Cillian Murphy reportedly bares it all in the highly anticipated “Oppenheimer,” but the Irish actor is remaining tight-lipped about his newest project with Christopher Nolan.
The new movie “features prolonged nudity for Murphy and Florence Pugh," according to The Guardian, who recently interviewed Murphy near his home in Dublin.
The R-rated film also features sex as well as "complicated" scenes with Emily Blunt, who plays Murphy's on-screen wife, that were "pretty heavy."
However, more details about the buzzy new film will be hard to come by before its release.
“I’m under strict instructions not to give away anything," Murphy teased.
The Cork native did say that he is pleased with how the movie turned out.
“I don’t like watching myself – it’s like, ‘Oh, f---ing hell’ – but it’s an extraordinary piece of work. Very provocative and powerful.
“It feels sometimes like a biopic, sometimes like a thriller, sometimes like a horror.
“It’s going to knock people out,” he adds. “What [Nolan] does with film, it f--ks you up a little bit.”
In "Oppenheimer," which arrives in theaters on July 21, Murphy plays American scientist J. Robert Oppenheimer, who is often referred to as 'the father of the atomic bomb."
At the first premiere screening of the film last night, July 11, at the Cinema Le Grand Rex in Paris, Murphy said he was "thrilled" to have the opportunity to work with Nolan again. It's the duo's sixth time collaborating.
"Any actor in the world would want to work with Chris," Murphy told Deadline.
"He's one of the greats, one of the greatest directors in the world. I feel privileged to have worked with him so much."
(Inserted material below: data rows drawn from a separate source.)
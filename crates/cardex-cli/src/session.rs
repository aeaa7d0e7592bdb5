//! Search session state and the search/import orchestrator.

use std::sync::Arc;

use cardex_client::client::{CatalogClient, ContentKind};
use cardex_client::encode::encode_query;
use cardex_core::options::{normalize, RawSearchOptions};
use cardex_core::record::CardRecord;
use log::{debug, info};

use crate::config::Settings;
use crate::host::{Action, Ingestor, Notifier};

/// Base URL of the human-facing catalog page, used for manual fallbacks.
pub const CARD_PAGE_BASE: &str = "https://chub.ai/characters";

/// Explicit view state for one search surface.
///
/// Replaces ambient shared variables: the displayed result list and the
/// searching flag live here and are updated only through [`begin`] /
/// [`finish`], which carry a request generation so a stale overlapping
/// response cannot overwrite a newer one.
///
/// [`begin`]: SearchSession::begin
/// [`finish`]: SearchSession::finish
#[derive(Debug, Default)]
pub struct SearchSession {
    results: Vec<CardRecord>,
    searching: bool,
    generation: u64,
}

impl SearchSession {
    /// Create an empty session.
    #[must_use]
    pub fn new() -> Self {
        Self::default()
    }

    /// The currently displayed result list.
    #[must_use]
    pub fn results(&self) -> &[CardRecord] {
        &self.results
    }

    /// Whether a search is visually in flight.
    #[must_use]
    pub fn is_searching(&self) -> bool {
        self.searching
    }

    /// Mark the searching state and open a new request generation.
    pub fn begin(&mut self) -> u64 {
        self.generation += 1;
        self.searching = true;
        self.generation
    }

    /// Clear the searching state and, if `generation` is still current,
    /// replace the displayed list wholesale. Returns whether the list was
    /// applied; a stale generation only clears the flag.
    pub fn finish(&mut self, generation: u64, records: Vec<CardRecord>) -> bool {
        self.searching = false;
        if generation == self.generation {
            self.results = records;
            true
        } else {
            debug!("dropping stale search response (generation {generation})");
            false
        }
    }
}

/// Sequences search and import cycles against the catalog client and the
/// host collaborators.
pub struct Orchestrator {
    client: Arc<dyn CatalogClient>,
    notifier: Arc<dyn Notifier>,
    ingestor: Arc<dyn Ingestor>,
}

impl Orchestrator {
    /// Create a new `Orchestrator`.
    #[must_use]
    pub fn new(
        client: Arc<dyn CatalogClient>,
        notifier: Arc<dyn Notifier>,
        ingestor: Arc<dyn Ingestor>,
    ) -> Self {
        Self {
            client,
            notifier,
            ingestor,
        }
    }

    /// Run one search cycle: normalize, write preferences back, encode,
    /// fetch, normalize the response, publish to the session.
    ///
    /// Failures are reported through the notifier and yield an empty list;
    /// this never returns an error and never leaves the searching flag set.
    pub async fn search(
        &self,
        session: &mut SearchSession,
        settings: &mut Settings,
        raw: &RawSearchOptions,
    ) -> Vec<CardRecord> {
        let opts = normalize(raw, &settings.flags, settings.find_count);
        settings.remember(&opts);
        let query = encode_query(&opts);

        let generation = session.begin();
        let outcome = self.client.search(&query).await;

        match outcome {
            Ok(records) => {
                info!("search returned {} records", records.len());
                if records.is_empty() {
                    self.notifier
                        .info("No characters found matching your criteria.", "Catalog Search");
                }
                session.finish(generation, records.clone());
                records
            }
            Err(e) => {
                self.notifier
                    .error(&e.to_string(), "Catalog Search Failed", None);
                session.finish(generation, Vec::new());
                Vec::new()
            }
        }
    }

    /// Download the card at `path` and hand it to the ingestion collaborator.
    ///
    /// Both download endpoints failing produces one consolidated error
    /// notification with a manual-fallback action; an unknown content kind
    /// produces a warning and no ingestion. Never returns an error.
    pub async fn import(&self, path: &str) {
        match self.client.download(path).await {
            Err(e) => {
                self.notifier.error(
                    &e.to_string(),
                    "Card Download Failed",
                    Some(Action {
                        label: "Open the catalog page".to_owned(),
                        url: card_page_url(path),
                    }),
                );
            }
            Ok(card) => match card.kind {
                ContentKind::Character => {
                    if let Err(e) = self.ingestor.ingest(&card.bytes, &card.file_name) {
                        self.notifier
                            .error(&e.to_string(), "Card Import Failed", None);
                    } else {
                        self.notifier
                            .info(&format!("Imported {}", card.file_name), "Card Import");
                    }
                }
                ContentKind::Unknown(kind) => {
                    self.notifier.warning(
                        &format!("Unknown content type '{kind}', nothing imported."),
                        "Card Import",
                    );
                }
            },
        }
    }
}

/// The human-facing catalog page for a card path.
#[must_use]
pub fn card_page_url(path: &str) -> String {
    format!("{CARD_PAGE_BASE}/{path}")
}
"I had to sit down for a minute but I was thrilled and any actor in the world would want to work for Chris (Nolan), he's one of the greats": Cillan Murphy on reteaming with Christopher Nolan for #Oppenheimer pic.twitter.com/sYtMBvb0zr— Deadline Hollywood (@DEADLINE) July 12, 2023
Murphy also encouraged viewers to see the film on the biggest screen possible: "It's less of a film and more of an experience.
"Chris likes to describe it as 3D without the glasses."
Murphy went on to say what he hopes audiences take away from the film: "First and foremost, I think they need to be entertained, I think that movie does it in spades.
"And then, I think it asks a lot of questions, some of the big, ethical, moral, paradoxical questions that there is.
"My 15-year-old kid saw it and he was knocked out and he was very, very curious about all that time in history and its relevance to today."